I don't think so.. Just a regular OT that our insurance sent us to. I didn't realize there were specialty OT's! And I had no idea that an OT could check for retained reflexes!! I'm starting to feel like we didn't have a great OT!:glare: That's good to know.. I am sooooo hoping and praying that she improves in so many areas with this VT.. she really has a lot of issues.

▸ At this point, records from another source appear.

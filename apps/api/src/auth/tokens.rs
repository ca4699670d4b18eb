use chrono::{Duration, Utc};
use jsonwebtoken::{decode, encode, Algorithm, DecodingKey, EncodingKey, Header, Validation};
use serde::{Deserialize, Serialize};
use tracing::debug;
use uuid::Uuid;

use crate::config::Config;
use crate::errors::AppError;

#[derive(Debug, Clone, Copy, PartialEq, Eq, Serialize, Deserialize)]
#[serde(rename_all = "snake_case")]
pub enum TokenType {
    Access,
    Refresh,
}

#[derive(Debug, Clone, Serialize, Deserialize)]
pub struct Claims {
    pub sub: Uuid,
    pub token_type: TokenType,
    pub iat: i64,
    pub exp: i64,
    pub jti: Uuid,
}

#[derive(Debug, Clone, Serialize)]
pub struct TokenPair {
    pub refresh: String,
    pub access: String,
}

/// Issues and verifies HS256 bearer tokens.
#[derive(Clone)]
pub struct TokenIssuer {
    encoding: EncodingKey,
    decoding: DecodingKey,
    access_ttl: Duration,
    refresh_ttl: Duration,
}

impl TokenIssuer {
    pub fn new(secret: &str, access_ttl: Duration, refresh_ttl: Duration) -> Self {
        Self {
            encoding: EncodingKey::from_secret(secret.as_bytes()),
            decoding: DecodingKey::from_secret(secret.as_bytes()),
            access_ttl,
            refresh_ttl,
        }
    }

    pub fn from_config(config: &Config) -> Self {
        Self::new(
            &config.jwt_secret,
            Duration::minutes(config.access_token_ttl_minutes),
            Duration::days(config.refresh_token_ttl_days),
        )
    }

    pub fn issue(&self, user_id: Uuid, token_type: TokenType) -> Result<String, AppError> {
        let now = Utc::now();
        let ttl = match token_type {
            TokenType::Access => self.access_ttl,
            TokenType::Refresh => self.refresh_ttl,
        };
        let claims = Claims {
            sub: user_id,
            token_type,
            iat: now.timestamp(),
            exp: (now + ttl).timestamp(),
            jti: Uuid::new_v4(),
        };
        encode(&Header::default(), &claims, &self.encoding)
            .map_err(|e| AppError::Internal(anyhow::anyhow!("Failed to sign token: {e}")))
    }

    pub fn issue_pair(&self, user_id: Uuid) -> Result<TokenPair, AppError> {
        Ok(TokenPair {
            refresh: self.issue(user_id, TokenType::Refresh)?,
            access: self.issue(user_id, TokenType::Access)?,
        })
    }

    /// Decodes `token`, checking signature, expiry and that it is of the `expected` type.
    pub fn verify(&self, token: &str, expected: TokenType) -> Result<Claims, AppError> {
        let data = decode::<Claims>(token, &self.decoding, &Validation::new(Algorithm::HS256))
            .map_err(|e| {
                debug!("Rejected bearer token: {e}");
                AppError::Unauthorized
            })?;
        if data.claims.token_type != expected {
            debug!("Rejected {:?} token used as {:?}", data.claims.token_type, expected);
            return Err(AppError::Unauthorized);
        }
        Ok(data.claims)
    }
}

Thanks.. this is helpful.. I originally thought her issues were mild and we wouldn't be in VT for more than 4 months.. the VT has predicted 24 sessions, I think it was.. I don't know about that now.. I'm going to show her how dd writes her numbers when we go to therapy this week. She had her write single digit numbers for the evaluation.. So she couldn't have seen her write from right to left because she was only writing one number at a time! I don't know if this is significant information in the whole big picture of VT.. Don't know if it changes "the plan" from what we will already be doing.. But I'll mention it to the dr anyway.

I was frustrated with our OT.. I kept asking her to work on sensory issues, but she insisted that dd's fine motor delay and ADHD were her main issues.. She did do *some* sensory activities and "body in space" type stuff.. But after dd learned to write her name and attend to a lesson for so many minutes, she said we could stop coming. It's been over 2 years since we stopped going.. do you think I should have another OT eval done?

Thanks Jessica.. We have already done IM.. We did it as part of our behavior therapy program on and off for over a year. I really like IM for these special kids. And yes, there is definitely what appears to be a gross motor issue with my daughter that probably stems from her visual issues and retained reflex.. She is clumsy and one of those kids who is just "all over the place" when standing next to you. She can't be still or stay off of things or stop knocking things over.. Constantly moving.. She did OT for almost a year when she was 5, but they mainly focused on fine motor as that was very delayed at the time. I've never thought of a PT eval for her.. If we've done OT, IM, and VT, would we need PT too?

Thank you so much, OhE! I'll definitely look into the Davis method and all it entails. She is a very hands-on, visual child.. constantly trying to make things,, very crafty.. She has an excellent visual memory so I think she really would benefit from this and enjoy it too.. Thanks so much.. Can't wait to investigate and see what I can find out.. I've been avoiding this dyslexia issue for so long.. In denial, I think.. She does definitely need the vision therapy.. She has been evaluated by 3 different VT's and they all found the same problem areas.. so I am not questioning the VT... It is money well spent. But like you said.. I think we have many layers to peel back.. What a ride!!! Thanks again.